Nasa’s mobile Mars Science Laboratory (MSL), the 900kg rover Curiosity, may have damaged one of two sets of wind sensors in its Rover Environmental Monitoring Station (REMS) during its dramatic landing on Mars, but it will still be providing daily weather reports from the Red Planet.
And, as a JPL/Nasa press release noted yesterday – with moving images
Curiosity will soon have a different patch of ground beneath it. Today, the six-wheeled rover wiggled its four corner wheels side to side for the first time on Mars, as a test of the steering actuators on those wheels. This was critical preparation for Curiosity’s first drive on Mars.
“Late tonight, we plan to send Curiosity the commands for doing our first drive tomorrow,” said Curiosity Mission Manager Michael Watkins of JPL.
Until then, here’s Adam Steltzner, Entry, Descent & Landing Phase Lead, JPL, talking Curiosity down to the surface of Mars with a computer simulation from NASA’s Eyes on the Solar System program and images from Curiosity’s Mars Descent Imager. Video from JPL News
Update It was only a short test drive, but Curiosity has left its first wheel tracks on Mars.
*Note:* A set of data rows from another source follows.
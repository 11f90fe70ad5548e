use crate::types::GenerateRequest;
use async_trait::async_trait;
use lightnovel_common::Result;

/// Common trait for LLM clients
#[async_trait]
pub trait LlmClient: Send + Sync {
    /// Generate text from a prompt, returning the full response
    async fn generate(&self, request: GenerateRequest) -> Result<String>;

    /// Test connection/availability
    async fn test_connection(&self) -> Result<bool>;
}
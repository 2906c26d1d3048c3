//! Repositories behind the synchronous API
//!
//! Each repository call takes the caller's [`RequestContext`], acts through a
//! store impersonating the caller, and returns a fully resolved record. Calls
//! that create or change an object wait, within the request deadline, for the
//! controllers to report the condition that makes the record meaningful.
//!
//! [`RequestContext`]: canopy_core::identity::RequestContext

pub mod app;
pub mod build;
pub mod deployment;
pub mod namespace_retriever;
pub mod org;
pub mod service_binding;
pub mod space;
pub mod task;

use canopy_core::conditions::Conditioned;
use canopy_core::error::Error;
use chrono::{DateTime, Utc};
use kube::Resource;

/// A fresh object GUID, also used as `metadata.name`
pub(crate) fn new_guid() -> String {
    uuid::Uuid::new_v4().to_string()
}

/// Name a `NotFound` after the API resource instead of the store kind
pub(crate) fn for_resource(err: Error, resource: &str) -> Error {
    match err {
        Error::NotFound {
            name, namespace, ..
        } => Error::NotFound {
            kind: resource.to_string(),
            name,
            namespace,
        },
        other => other,
    }
}

pub(crate) fn created_at<K: Resource>(obj: &K) -> Option<DateTime<Utc>> {
    obj.meta().creation_timestamp.as_ref().map(|t| t.0)
}

/// Latest condition transition, or the creation time before any status
pub(crate) fn updated_at<K: Resource + Conditioned>(obj: &K) -> Option<DateTime<Utc>> {
    obj.conditions()
        .iter()
        .filter_map(|c| DateTime::parse_from_rfc3339(&c.last_transition_time).ok())
        .map(|t| t.with_timezone(&Utc))
        .max()
        .or_else(|| created_at(obj))
}

#[cfg(test)]
mod tests {
    use super::*;

    #[test]
    fn test_for_resource_renames_not_found() {
        let err = for_resource(Error::not_found("CanopyTask", "space-1", "t-1"), "Task");
        assert_eq!(err.to_string(), "Task not found: t-1 in namespace space-1");

        let err = for_resource(Error::Forbidden("nope".to_string()), "Task");
        assert!(matches!(err, Error::Forbidden(_)));
    }

    #[test]
    fn test_guids_are_unique() {
        assert_ne!(new_guid(), new_guid());
    }
}
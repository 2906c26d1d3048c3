//! Environment variable expansion for configuration files

use regex::{Captures, Regex};
use std::sync::LazyLock;

static ENV_VAR_REGEX: LazyLock<Regex> = LazyLock::new(|| {
    Regex::new(r"\$\{([a-zA-Z_][a-zA-Z0-9_]*)(?::-([^}]*))?\}")
        .expect("env var regex pattern is invalid - this is a bug")
});

/// Expand `${VAR}` and `${VAR:-default}`; unset variables without a default
/// expand to the empty string
pub fn expand_env_vars(content: &str) -> String {
    ENV_VAR_REGEX
        .replace_all(content, |caps: &Captures| {
            let default = caps.get(2).map(|m| m.as_str()).unwrap_or_default();
            std::env::var(&caps[1]).unwrap_or_else(|_| default.to_string())
        })
        .to_string()
}
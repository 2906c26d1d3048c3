//! API layer configuration
//!
//! ```yaml
//! rootNamespace: canopy
//! requestTimeoutSeconds: 30
//! containerRegistrySecretNames:
//!   - image-registry-credentials
//! ```

use canopy_core::env::expand_env_vars;
use canopy_core::labels::is_valid_name;
use serde::{Deserialize, Serialize};
use std::path::Path;
use std::time::Duration;

#[derive(Debug, Clone, Deserialize, Serialize)]
#[serde(rename_all = "camelCase")]
pub struct ApiConfig {
    /// Namespace holding the org objects
    #[serde(default = "default_root_namespace")]
    pub root_namespace: String,

    /// Upper bound for a single request, awaits included
    #[serde(default = "default_request_timeout_seconds")]
    pub request_timeout_seconds: u64,

    /// Pull secrets attached to builds created through the API
    #[serde(default)]
    pub container_registry_secret_names: Vec<String>,
}

fn default_root_namespace() -> String {
    "canopy".to_string()
}

fn default_request_timeout_seconds() -> u64 {
    30
}

impl Default for ApiConfig {
    fn default() -> Self {
        Self {
            root_namespace: default_root_namespace(),
            request_timeout_seconds: default_request_timeout_seconds(),
            container_registry_secret_names: Vec::new(),
        }
    }
}

impl ApiConfig {
    /// Load configuration from a YAML file
    pub fn from_file(path: &Path) -> anyhow::Result<Self> {
        let content = std::fs::read_to_string(path)
            .map_err(|e| anyhow::anyhow!("Failed to read config file {}: {}", path.display(), e))?;
        Self::from_yaml(&content)
    }

    pub fn from_yaml(content: &str) -> anyhow::Result<Self> {
        let config: Self = serde_yaml::from_str(&expand_env_vars(content))
            .map_err(|e| anyhow::anyhow!("Failed to parse config: {}", e))?;
        config.validate()?;
        Ok(config)
    }

    pub fn validate(&self) -> anyhow::Result<()> {
        if !is_valid_name(&self.root_namespace) {
            anyhow::bail!(
                "rootNamespace '{}' is not a valid namespace name",
                self.root_namespace
            );
        }
        if self.request_timeout_seconds == 0 {
            anyhow::bail!("requestTimeoutSeconds must be greater than zero");
        }
        for name in &self.container_registry_secret_names {
            if !is_valid_name(name) {
                anyhow::bail!("containerRegistrySecretNames: '{}' is not a valid secret name", name);
            }
        }
        Ok(())
    }

    pub fn request_timeout(&self) -> Duration {
        Duration::from_secs(self.request_timeout_seconds)
    }
}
Here’s a close-up of those wheel tracks
And from the JPL/Nasa press release
NASA’s Mars rover Curiosity has begun driving from its landing site, which scientists announced today they have named for the late author Ray Bradbury.
Making its first movement on the Martian surface, Curiosity’s drive combined forward, turn and reverse segments. This placed the rover roughly 20 feet (6 meters) from the spot where it landed 16 days ago.
NASA has approved the Curiosity science team’s choice to name the landing ground for the influential author, who was born 92 years ago today and died this year. The location where Curiosity touched down is now called Bradbury Landing.
“This was not a difficult choice for the science team,” said Michael Meyer, NASA program scientist for Curiosity. “Many of us and millions of other readers were inspired in our lives by stories Ray Bradbury wrote to dream of the possibility of life on Mars.”
Today’s drive confirmed the health of Curiosity’s mobility system and produced the rover’s first wheel tracks on Mars, documented in images taken after the drive. During a news conference today at NASA’s Jet Propulsion Laboratory in Pasadena, Calif., the mission’s lead rover driver, Matt Heverly, showed an animation derived from visualization software used for planning the first drive.
“We have a fully functioning mobility system with lots of amazing exploration ahead,” Heverly said.